I have no idea what Adam may feel about today’s piece by Charles, although others have been quick to cite his own  past comments and writing about critics, both pro and con. I doubt that any of those statements precipitated this action, and frankly value the idea that artists can speak freely about the impact of critics upon their work. Too many shy away, ceding the conversation wholly to the media, and theatre is, after all, about dialogue. Unfortunately, personal reactions to being reviewed  negatively often makes it impossible for any such dialogue to be productive.

What does trouble me greatly about today’s “Theater Talkback” is the way in which The Times has milked this issue for attention. What should have been an internal discussion between journalist and editor(s) has been instead brought out in public precisely to generate the kind of brouhaha that quickly ensued in admittedly narrow circles (and to which I now add my own voice sustaining it, dammit). Having just panned Adam’s newest play, the most recent in a long line of negative reviews, why did Charles feel the need – and why was he afforded the opportunity – to air his negative opinions yet again, especially when he suggests his editor will not necessarily allow him to do as he wishes? Why, if permitted, couldn’t he have simply stopped reviewing Adam’s shows and, if some overzealous press agent questioned it in the future, been told that the Times’ assignment policies are its own business (as I so often was told in my press agent days).

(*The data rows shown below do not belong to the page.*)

use nom::{
    bytes::complete::take,
    combinator::{map, map_opt, rest},
    error::{context, ParseError},
    multi::count,
    number::complete::be_u8,
    sequence::tuple,
    IResult,
};

use crate::parser::bytes::{u16_from_bytes, u32_from_bytes};
use crate::parser::types::*;

fn be_u16_bytes<'a, E: ParseError<&'a [u8]>>(
    i: &'a [u8],
) -> IResult<&'a [u8], u16, E> {
    map(take(2usize), |b: &[u8]| u16_from_bytes(b[0], b[1]))(i)
}

fn be_u32_bytes<'a, E: ParseError<&'a [u8]>>(
    i: &'a [u8],
) -> IResult<&'a [u8], u32, E> {
    map(take(4usize), |b: &[u8]| u32_from_bytes(b[0], b[1], b[2], b[3]))(i)
}

// 24-bit lengths are read as a 32-bit value with a zero top byte
fn be_u24_bytes<'a, E: ParseError<&'a [u8]>>(
    i: &'a [u8],
) -> IResult<&'a [u8], u32, E> {
    map(take(3usize), |b: &[u8]| u32_from_bytes(0x00, b[0], b[1], b[2]))(i)
}

fn timestamp<'a, E: ParseError<&'a [u8]>>(
    i: &'a [u8],
) -> IResult<&'a [u8], Timestamp, E> {
    map(be_u32_bytes, Timestamp::from)(i)
}

/// The fixed 13 byte header, before the type tag has been validated.
#[derive(Debug, PartialEq, Clone, Copy)]
pub(crate) struct RawHeader {
    pub magic: [u8; 2],
    pub pts: Timestamp,
    pub dts: Timestamp,
    pub tag: u8,
    pub size: u16,
}

pub(crate) fn header<'a, E: ParseError<&'a [u8]>>(
    i: &'a [u8],
) -> IResult<&'a [u8], RawHeader, E> {
    context("header", map(tuple((
        context("magic", take(2usize)),
        context("pts", timestamp),
        context("dts", timestamp),
        context("segment_type", be_u8),
        context("payload_size", be_u16_bytes),
    )), |(magic, pts, dts, tag, size): (&[u8], _, _, _, _)| {
        RawHeader { magic: [magic[0], magic[1]], pts, dts, tag, size }
    }))(i)
}

/// Decodes a complete payload whose type is already known.
pub(crate) fn payload<'a, E: ParseError<&'a [u8]>>(
    kind: SegmentType,
    i: &'a [u8],
) -> IResult<&'a [u8], Segment, E> {
    match kind {
        SegmentType::PaletteDefinition => context("pds", seg_pds)(i),
        SegmentType::ObjectDefinition => context("ods", seg_ods)(i),
        SegmentType::PresentationComposition => context("pcs", seg_pcs)(i),
        SegmentType::WindowDefinition => context("wds", seg_wds)(i),
        SegmentType::End => Ok((i, Segment::End)),
    }
}

fn seg_pds<'a, E: ParseError<&'a [u8]>>(
    i: &'a [u8],
) -> IResult<&'a [u8], Segment, E> {
    let (rest, (id, version)) = tuple((
        context("palette_id", be_u8),
        context("palette_version", be_u8),
    ))(i)?;

    // trailing bytes that do not fill a whole entry are ignored
    let (rest, entries) = count(
        context("palette_entry", seg_pds_entry),
        rest.len() / 5,
    )(rest)?;

    Ok((rest, Segment::PaletteDefinition(PaletteDefinition { id, version, entries })))
}

fn seg_pds_entry<'a, E: ParseError<&'a [u8]>>(
    i: &'a [u8],
) -> IResult<&'a [u8], PaletteEntry, E> {
    map(tuple((
        context("id", be_u8),
        context("y", be_u8),
        context("Cr", be_u8),
        context("Cb", be_u8),
        context("a", be_u8),
    )), |(id, y, cr, cb, a)| {
        PaletteEntry { id, color: YCrCbAColor { y, cr, cb, a } }
    })(i)
}

fn seg_ods<'a, E: ParseError<&'a [u8]>>(
    i: &'a [u8],
) -> IResult<&'a [u8], Segment, E> {
    map(tuple((
        context("object_id", be_u16_bytes),
        context("object_version", be_u8),
        context("sequence_flag", map_opt(be_u8, SequenceFlag::from_byte)),
        context("object_data_length", be_u24_bytes),
        context("width", be_u16_bytes),
        context("height", be_u16_bytes),
        context("object_data", rest),
    )), |(id, version, sequence, data_length, width, height, data): (_, _, _, _, _, _, &[u8])| {
        Segment::ObjectDefinition(ObjectDefinition {
            id,
            version,
            sequence,
            data_length,
            width,
            height,
            data: data.to_vec(),
        })
    })(i)
}

fn seg_pcs<'a, E: ParseError<&'a [u8]>>(
    i: &'a [u8],
) -> IResult<&'a [u8], Segment, E> {
    let (rest, (width, height, framerate, number, state, palette_update, palette_id, object_count)) =
        tuple((
            context("width", be_u16_bytes),
            context("height", be_u16_bytes),
            context("framerate", be_u8),
            context("composition_number", be_u16_bytes),
            context("composition_state", map_opt(be_u8, CompositionState::from_byte)),
            context("palette_update_flag", map(be_u8, |b| b == 0x80)),
            context("palette_id", be_u8),
            context("object_count", be_u8),
        ))(i)?;

    let (rest, objects) = count(
        context("composition_object", composition_object),
        usize::from(object_count),
    )(rest)?;

    Ok((rest, Segment::PresentationComposition(PresentationComposition {
        width,
        height,
        framerate,
        number,
        state,
        palette_update,
        palette_id,
        object_count,
        objects,
    })))
}

fn composition_object<'a, E: ParseError<&'a [u8]>>(
    i: &'a [u8],
) -> IResult<&'a [u8], CompositionObject, E> {
    let (i1, (id, window_id, is_crop, x, y)) = tuple((
        context("object_id", be_u16_bytes),
        context("window_id", be_u8),
        context("object_cropped_flag", map(be_u8, |b| b == 0x40)),
        context("x", be_u16_bytes),
        context("y", be_u16_bytes),
    ))(i)?;

    let (i2, crop) = if is_crop {
        map(tuple((
            context("crop_x", be_u16_bytes),
            context("crop_y", be_u16_bytes),
            context("crop_w", be_u16_bytes),
            context("crop_h", be_u16_bytes),
        )), |(x, y, width, height)| {
            CompositionObjectCrop::Cropped { x, y, width, height }
        })(i1)
    } else {
        Ok((i1, CompositionObjectCrop::NotCropped))
    }?;

    Ok((i2, CompositionObject { id, window_id, x, y, crop }))
}

fn seg_wds<'a, E: ParseError<&'a [u8]>>(
    i: &'a [u8],
) -> IResult<&'a [u8], Segment, E> {
    let (rest, n_windows) = context("window_count", be_u8)(i)?;
    map(
        count(context("window", seg_wds_win), usize::from(n_windows)),
        move |windows| Segment::WindowDefinition(WindowDefinitionSet { count: n_windows, windows }),
    )(rest)
}

fn seg_wds_win<'a, E: ParseError<&'a [u8]>>(
    i: &'a [u8],
) -> IResult<&'a [u8], WindowDefinition, E> {
    map(tuple((
        context("id", be_u8),
        context("x", be_u16_bytes),
        context("y", be_u16_bytes),
        context("width", be_u16_bytes),
        context("height", be_u16_bytes),
    )), |(id, x, y, width, height)| {
        WindowDefinition { id, x, y, width, height }
    })(i)
}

In the wake of the Porgy and Bess imbroglio, which the paper exploited by releasing Stephen Sondheim’s letter to them days before it saw print, has the Times decided that this level of debate should be promoted, in order to drive readership, whether online or off? Must they be sending tweets repeatedly urging people to read not only Charles’ piece, as well as the many responses to it? I cannot help but feel that this is a form of intellectual hucksterism that ill suits the Times and does the theatre no good.  At the core of the issue is a worthwhile discussion, but so long as it comes at the potential expense of a specific artist’s reputation, it is a case of power being wielded unfairly. Names did not need to be named, and people could have inferred what they wished, guessing at the artist or artists in question.

In smaller towns, or one newspaper cities, theatres can be subject to the singular opinion of a particular critics writing for the only major media outlet that covers theatre. That influence can be wielded for decades at a time, outlasting playwrights and artistic leadership. Energies should be expended addressing how to remedy that monopolization, not debating the pros and cons of one critic at an outlet with multiple voices, in a city with many critics, who admits he just doesn’t share one playwright’s aesthetic.

P.S. Since it’s on my mind, for further debate about criticism unrelated to the specifics of the above, let’s also focus our energies on the ongoing issue of why theatre criticism remains dominated by white males, when gender and racial diversity would give rise, presumably, to more diverse theatre. To be continued.